先進医療特約は必要か?費用や確率から必要性を徹底解説
医療保険やがん保険の特約のなかには「先進医療特約」というものがあります。文字通り先進医療を受けた場合に保障を受けられる特約です。
先進医療とは、厚生労働大臣認定の高度の医療技術を用いる治療法のことで、「陽子線治療」や「重粒子線治療」といった例が挙げられます。
治療費が高額になりがちな先進医療の費用を保障してくれる頼もしい特約ですが、できるだけ安い保険料で合理的な保険を契約しようと思うと、特約を付帯することを避けたいのも事実です。
今回は、「先進医療特約は、本当に必要な特約なのか」といった疑問を解消するため、先進医療特約の特徴と必要性を解説します。
この記事の要点
- 1.先進医療は種類に応じて負担額が全く異なりますが、がんに関する陽子線治療や重粒子線治療の場合は300万円前後の自己負担が発生する可能性もあります。
- 2.先進医療を受ける可能性は1%未満と低いものの、絶対に受けることはないと決まってはいません。
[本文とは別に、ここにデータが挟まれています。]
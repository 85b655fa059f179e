//! Keyframe channels to a dense point array.
//!
//! Position curves of every action in scope are gathered into one column per
//! distinct full label; keyframes are sampled at their rounded frame. Cells
//! without a key keep residual `-1`.

use indexmap::IndexMap;
use tracing::debug;

use crate::anim::{location_label, Action};
use crate::core::{inclusive_len, DenseFrames, MAX_FRAME_COUNT, SAMPLE_WIDTH};
use crate::util::{Error, Mat3, Result, Vec3};

/// Frame range and transform of an export.
#[derive(Clone, Copy, Debug, PartialEq)]
pub struct ExportRange {
    /// First exported frame.
    pub start: i64,
    /// Last exported frame (inclusive).
    pub end: i64,
    pub frame_rate: f64,
    /// Applied to every position, e.g. axis conversion times unit scale.
    pub transform: Mat3,
    /// Actor prefix separator.
    pub separator: char,
}

impl ExportRange {
    /// Frames in `[start, end]`, `None` when the count overflows.
    pub fn frame_count(&self) -> Option<usize> {
        inclusive_len(self.start, self.end)
    }
}

/// Position curves an action contributes: (full label, array index, curve index).
fn location_curves<'a>(action: &'a Action, separator: char) -> impl Iterator<Item = (String, usize, usize)> + 'a {
    action.curves.iter().enumerate().filter_map(move |(i, c)| {
        let label = location_label(&c.data_path)?;
        let dim = c.array_index as usize;
        (dim < 3).then(|| (action.entity.full_label(label, separator), dim, i))
    })
}

/// Consolidate actions into dense frames.
///
/// Returns `None` when no action carries a position curve. Ranges longer
/// than [`MAX_FRAME_COUNT`] are rejected before anything is allocated.
pub fn consolidate<'a, I>(actions: I, range: &ExportRange) -> Result<Option<DenseFrames>>
where
    I: IntoIterator<Item = &'a Action>,
    I::IntoIter: Clone,
{
    let frame_count = range
        .frame_count()
        .filter(|&n| n <= MAX_FRAME_COUNT)
        .ok_or_else(|| {
            Error::invalid(format!(
                "export range [{}, {}] exceeds {} frames",
                range.start, range.end, MAX_FRAME_COUNT
            ))
        })?;
    let actions = actions.into_iter();

    let mut columns: IndexMap<String, usize> = IndexMap::new();
    for action in actions.clone() {
        for (label, _, _) in location_curves(action, range.separator) {
            let next = columns.len();
            columns.entry(label).or_insert(next);
        }
    }
    if columns.is_empty() {
        return Ok(None);
    }
    if frame_count
        .checked_mul(columns.len())
        .and_then(|n| n.checked_mul(SAMPLE_WIDTH))
        .is_none()
    {
        return Err(Error::invalid(format!(
            "{} labels over {} frames do not fit in memory",
            columns.len(),
            frame_count
        )));
    }

    let labels: Vec<String> = columns.keys().cloned().collect();
    let mut frames = DenseFrames::invalid(range.frame_rate, range.start, labels, frame_count);

    let mut written = 0usize;
    for action in actions {
        for (label, dim, curve) in location_curves(action, range.separator) {
            let col = columns[&label];
            for key in &action.curves[curve].keyframes {
                let f = (key.time as f64).round() - range.start as f64;
                if !(0.0..frame_count as f64).contains(&f) {
                    continue;
                }
                let sample = frames.sample_mut(f as usize, col);
                sample[dim] = key.value;
                sample[3] = 0.0;
                written += 1;
            }
        }
    }

    for sample in frames.data.chunks_exact_mut(SAMPLE_WIDTH) {
        let p = range.transform * Vec3::new(sample[0], sample[1], sample[2]);
        sample[..3].copy_from_slice(&p.to_array());
    }

    debug!(
        "Consolidated {} labels over {} frames ({} keys in range)",
        frames.label_count(),
        frame_count,
        written
    );
    Ok(Some(frames))
}

#[cfg(test)]
mod tests {
    use super::*;
    use crate::anim::{location_path, residual_path, FCurve, Interpolation, Keyframe};
    use crate::partition::EntityKey;

    fn range(start: i64, end: i64) -> ExportRange {
        ExportRange {
            start,
            end,
            frame_rate: 100.0,
            transform: Mat3::IDENTITY,
            separator: ':',
        }
    }

    fn curve(label: &str, dim: u8, keys: &[(f32, f32)]) -> FCurve {
        let mut c = FCurve::new(location_path(label), dim, label);
        c.keyframes = keys
            .iter()
            .map(|&(t, v)| Keyframe::new(t, v, Interpolation::Bezier))
            .collect();
        c
    }

    #[test]
    fn test_columns_and_defaults() {
        let mut actor = Action::new("a.Actor1", EntityKey::Actor("Actor1".into()));
        actor.curves.push(curve("Hip", 0, &[(1.0, 5.0), (2.0, 6.0)]));
        actor.curves.push(curve("Hip", 1, &[(1.0, 7.0)]));
        let mut free = Action::new("a.UNLABELED", EntityKey::Unlabeled);
        free.curves.push(curve("Head", 2, &[(3.0, 1.5)]));
        let mut residual = FCurve::new(residual_path("Head"), 0, "Head");
        residual.keyframes.push(Keyframe::new(1.0, 9.0, Interpolation::Constant));
        free.curves.push(residual);

        let frames = consolidate([&actor, &free], &range(1, 3)).unwrap().unwrap();
        assert_eq!(frames.labels, vec!["Actor1:Hip", "Head"]);
        assert_eq!(frames.frame_count, 3);
        assert_eq!(&frames.sample(0, 0)[..4], &[5.0, 7.0, 0.0, 0.0]);
        assert_eq!(frames.sample(1, 0)[3], 0.0);
        assert_eq!(frames.sample(2, 0)[3], -1.0);
        assert_eq!(frames.sample(2, 1)[2], 1.5);
        assert_eq!(frames.sample(0, 1)[3], -1.0);
    }

    #[test]
    fn test_range_clipping_and_rounding() {
        let mut a = Action::new("a", EntityKey::Unlabeled);
        a.curves.push(curve("Hip", 0, &[(0.0, 1.0), (1.6, 2.0), (10.0, 3.0)]));
        let frames = consolidate([&a], &range(1, 3)).unwrap().unwrap();
        assert_eq!(frames.sample(0, 0)[3], -1.0);
        assert_eq!(frames.sample(1, 0)[0], 2.0);
        assert_eq!(frames.sample(2, 0)[3], -1.0);
    }

    #[test]
    fn test_transform_applied() {
        let mut a = Action::new("a", EntityKey::Unlabeled);
        a.curves.push(curve("Hip", 0, &[(0.0, 0.5)]));
        let r = ExportRange {
            transform: Mat3::from_diagonal(Vec3::splat(1000.0)),
            ..range(0, 0)
        };
        let frames = consolidate([&a], &r).unwrap().unwrap();
        assert_eq!(frames.sample(0, 0)[0], 500.0);
    }

    #[test]
    fn test_nothing_animatable() {
        let a = Action::new("a", EntityKey::Unlabeled);
        assert!(consolidate([&a], &range(0, 10)).unwrap().is_none());
        assert!(consolidate(Vec::<&Action>::new(), &range(0, 10)).unwrap().is_none());
    }

    #[test]
    fn test_far_key_times_skipped() {
        let mut a = Action::new("a", EntityKey::Unlabeled);
        a.curves.push(curve("Hip", 0, &[(1.0e30, 9.0), (0.0, 4.0), (-1.0e30, 8.0), (f32::NAN, 7.0)]));
        let frames = consolidate([&a], &range(-1, 3)).unwrap().unwrap();
        assert_eq!(frames.frame_count, 5);
        assert_eq!(frames.sample(1, 0)[0], 4.0);
        let written = (0..5).filter(|&f| frames.sample(f, 0)[3] == 0.0).count();
        assert_eq!(written, 1);
    }

    #[test]
    fn test_oversized_range_rejected() {
        let mut a = Action::new("a", EntityKey::Unlabeled);
        a.curves.push(curve("Hip", 0, &[(0.0, 1.0)]));
        assert_eq!(range(i64::MIN, i64::MAX).frame_count(), None);
        assert!(matches!(
            consolidate([&a], &range(i64::MIN, 3)),
            Err(Error::InvalidStructure(_))
        ));
        assert!(matches!(
            consolidate([&a], &range(0, MAX_FRAME_COUNT as i64)),
            Err(Error::InvalidStructure(_))
        ));
        assert_eq!(range(5, 4).frame_count(), Some(0));
    }
}
use std::path::{Path, PathBuf};
use tracing::{error, info};

use super::{import_recording, HostScene, ImportReport};
use crate::core::{RecordingSource, Warning};
use crate::options::ImportOptions;
use crate::util::{Error, Result};

/// A file that failed to import.
#[derive(Debug)]
pub struct BatchFailure {
    pub path: PathBuf,
    pub error: Error,
}

/// Outcome of a multi-file import.
#[derive(Debug, Default)]
pub struct BatchReport {
    pub imported: Vec<ImportReport>,
    pub failed: Vec<BatchFailure>,
}

impl BatchReport {
    pub fn succeeded(&self) -> usize {
        self.imported.len()
    }

    pub fn is_complete(&self) -> bool {
        self.failed.is_empty()
    }

    /// Warnings of every imported file, in file order.
    pub fn warnings(&self) -> impl Iterator<Item = (&str, &Warning)> {
        self.imported
            .iter()
            .flat_map(|r| r.warnings.iter().map(move |w| (r.name.as_str(), w)))
    }
}

/// Recording name derived from a path: the file stem.
pub fn recording_name(path: &Path) -> String {
    path.file_stem()
        .map(|s| s.to_string_lossy().into_owned())
        .unwrap_or_else(|| path.display().to_string())
}

/// Import several files into one host.
///
/// `open` turns a path into a recording source. A file that fails to open or
/// import is recorded in the report and the batch moves on.
pub fn import_batch<P, R, H, F>(paths: &[P], mut open: F, options: &ImportOptions, host: &mut H) -> BatchReport
where
    P: AsRef<Path>,
    R: RecordingSource,
    H: HostScene + ?Sized,
    F: FnMut(&Path) -> Result<R>,
{
    let mut report = BatchReport::default();
    for path in paths {
        let path = path.as_ref();
        let name = recording_name(path);
        let result = open(path).and_then(|mut source| import_recording(&name, &mut source, options, host));
        match result {
            Ok(r) => report.imported.push(r),
            Err(e) => {
                error!("Failed to import {}: {}", path.display(), e);
                report.failed.push(BatchFailure {
                    path: path.to_path_buf(),
                    error: e,
                });
            }
        }
    }
    info!(
        "Batch import: {} succeeded, {} failed",
        report.succeeded(),
        report.failed.len()
    );
    report
}
//! Label clean-up helpers.

use std::collections::HashSet;

/// De-duplicate labels while keeping storage order.
///
/// The first occurrence of a name keeps it; later occurrences become
/// `<name>_<k>` with the smallest `k >= 1` that collides neither with an
/// original label nor with a name assigned earlier.
pub fn make_labels_unique<S: AsRef<str>>(labels: &[S]) -> Vec<String> {
    let reserved: HashSet<&str> = labels.iter().map(|l| l.as_ref()).collect();
    let mut taken: HashSet<String> = HashSet::with_capacity(labels.len());
    let mut out = Vec::with_capacity(labels.len());

    for label in labels {
        let label = label.as_ref();
        if taken.insert(label.to_string()) {
            out.push(label.to_string());
            continue;
        }
        let mut k = 1usize;
        let name = loop {
            let candidate = format!("{}_{}", label, k);
            if !reserved.contains(candidate.as_str()) && !taken.contains(&candidate) {
                break candidate;
            }
            k += 1;
        };
        taken.insert(name.clone());
        out.push(name);
    }
    out
}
- 3.保険料は数百円程度ですから、万が一のときに備えて特約を付けておく方が安心できるでしょう。
- 4. 先進医療特約について気になっている人は、一度保険相談窓口で専門家に相談してみることをおすすめします。
- 5. 保険相談窓口「ほけんのぜんぶ」では、あなたの要望や状況を踏まえ、専門家が必要な特約を無料でご提案します。
この記事は5分程度で読めます。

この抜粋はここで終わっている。